It’s important to remember, however, that using one’s name and likeness to sell cannabis is not without risk. Even ancillary companies face the risks posed by federal illegality, since these companies and their financial backers could be subject to charges of aiding and abetting or conspiring to violate the Controlled Substances Act for providing goods and services to cannabis businesses. Given the proliferation of celebrity-branded cannabis, however, this appears to be a risk that many celebrities are willing to take to become early entrants into the cannabis market.

In the case of the Martha Stewart deal, the legality of CBD in individual states created limitations to what was possible with respect to distributing the products. Here in California, for example, I won’t be able to purchase Martha’s CBD pâte des fruits, because the California Department of Public Health has deemed it unlawful to sell hemp-derived CBD products intended for human consumption. Citizens of other states with less restrictive laws will be luckier.
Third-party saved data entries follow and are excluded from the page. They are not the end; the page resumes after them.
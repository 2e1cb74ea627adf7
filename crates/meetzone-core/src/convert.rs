//! Conversion of the base meeting instant into each participant's zone.

use chrono::DateTime;
use chrono_tz::Tz;
use tracing::{debug, info};

use crate::error::{PipelineResult, TimeError};
use crate::format::format_localized;
use crate::meeting::{Language, MeetingForm, MeetingSpec};
use crate::participant::{Participant, Registry};
use crate::time::{city_label, resolve_base};

/// One participant's view of the meeting instant.
#[derive(Debug, Clone, PartialEq)]
pub struct Conversion {
    pub participant: Participant,
    /// The base instant reprojected into the participant's zone.
    pub local: DateTime<Tz>,
    pub formatted: String,
    pub city: String,
}

/// The result of a calculate or generate action.
#[derive(Debug, Clone, PartialEq)]
pub struct ConversionSet {
    pub title: String,
    pub base: DateTime<Tz>,
    pub base_formatted: String,
    pub base_city: String,
    pub language: Language,
    /// One entry per participant, in registry order.
    pub conversions: Vec<Conversion>,
}

impl ConversionSet {
    pub fn len(&self) -> usize {
        self.conversions.len()
    }

    pub fn is_empty(&self) -> bool {
        self.conversions.is_empty()
    }
}

/// Resolves the base instant and reprojects it into every participant's zone.
///
/// Either every participant gets a conversion or the whole call fails.
pub fn convert(
    spec: &MeetingSpec,
    participants: &[Participant],
) -> Result<ConversionSet, TimeError> {
    let base = resolve_base(spec.date, spec.time, spec.base_timezone)?;
    let language = spec.language;

    let conversions: Vec<Conversion> = participants
        .iter()
        .map(|participant| {
            let local = base.with_timezone(&participant.timezone);
            Conversion {
                participant: participant.clone(),
                formatted: format_localized(&local, language),
                city: city_label(participant.timezone_name()),
                local,
            }
        })
        .collect();

    debug!(count = conversions.len(), %language, "converted participants");

    Ok(ConversionSet {
        title: spec.title.clone(),
        base_formatted: format_localized(&base, language),
        base_city: city_label(spec.base_timezone.name()),
        base,
        language,
        conversions,
    })
}

/// Validates the form and computes conversions for the results view.
///
/// The results view is always rendered in Spanish regardless of the
/// language selected for the message.
pub fn calculate(form: &MeetingForm, registry: &Registry) -> PipelineResult<ConversionSet> {
    let mut spec = form.validate(registry.list())?;
    spec.language = Language::Es;
    let set = convert(&spec, registry.list())?;
    info!(title = %set.title, participants = set.len(), "calculated time zones");
    Ok(set)
}

/// Validates the form and computes conversions in the form's language, ready
/// for message rendering.
pub fn generate(form: &MeetingForm, registry: &Registry) -> PipelineResult<ConversionSet> {
    let spec = form.validate(registry.list())?;
    let set = convert(&spec, registry.list())?;
    info!(
        title = %set.title,
        participants = set.len(),
        language = %set.language,
        "generated conversions for message"
    );
    Ok(set)
}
Celebrity licensing and endorsement deals in the cannabis industry are still trending, but if your company is seeking a celebrity partnership, be sure to assess the deal not only from a business perspective, but from a legal perspective as well. In addition to the considerations regarding trademark protection and licensing, companies should be prepared to ensure that large deals, particularly multi-state deals, are structured in such a way as to comply with the applicable regulations in every jurisdiction because you can bet that celebrities of Martha’s caliber will not be entering into deals that expose them to unnecessary legal liability.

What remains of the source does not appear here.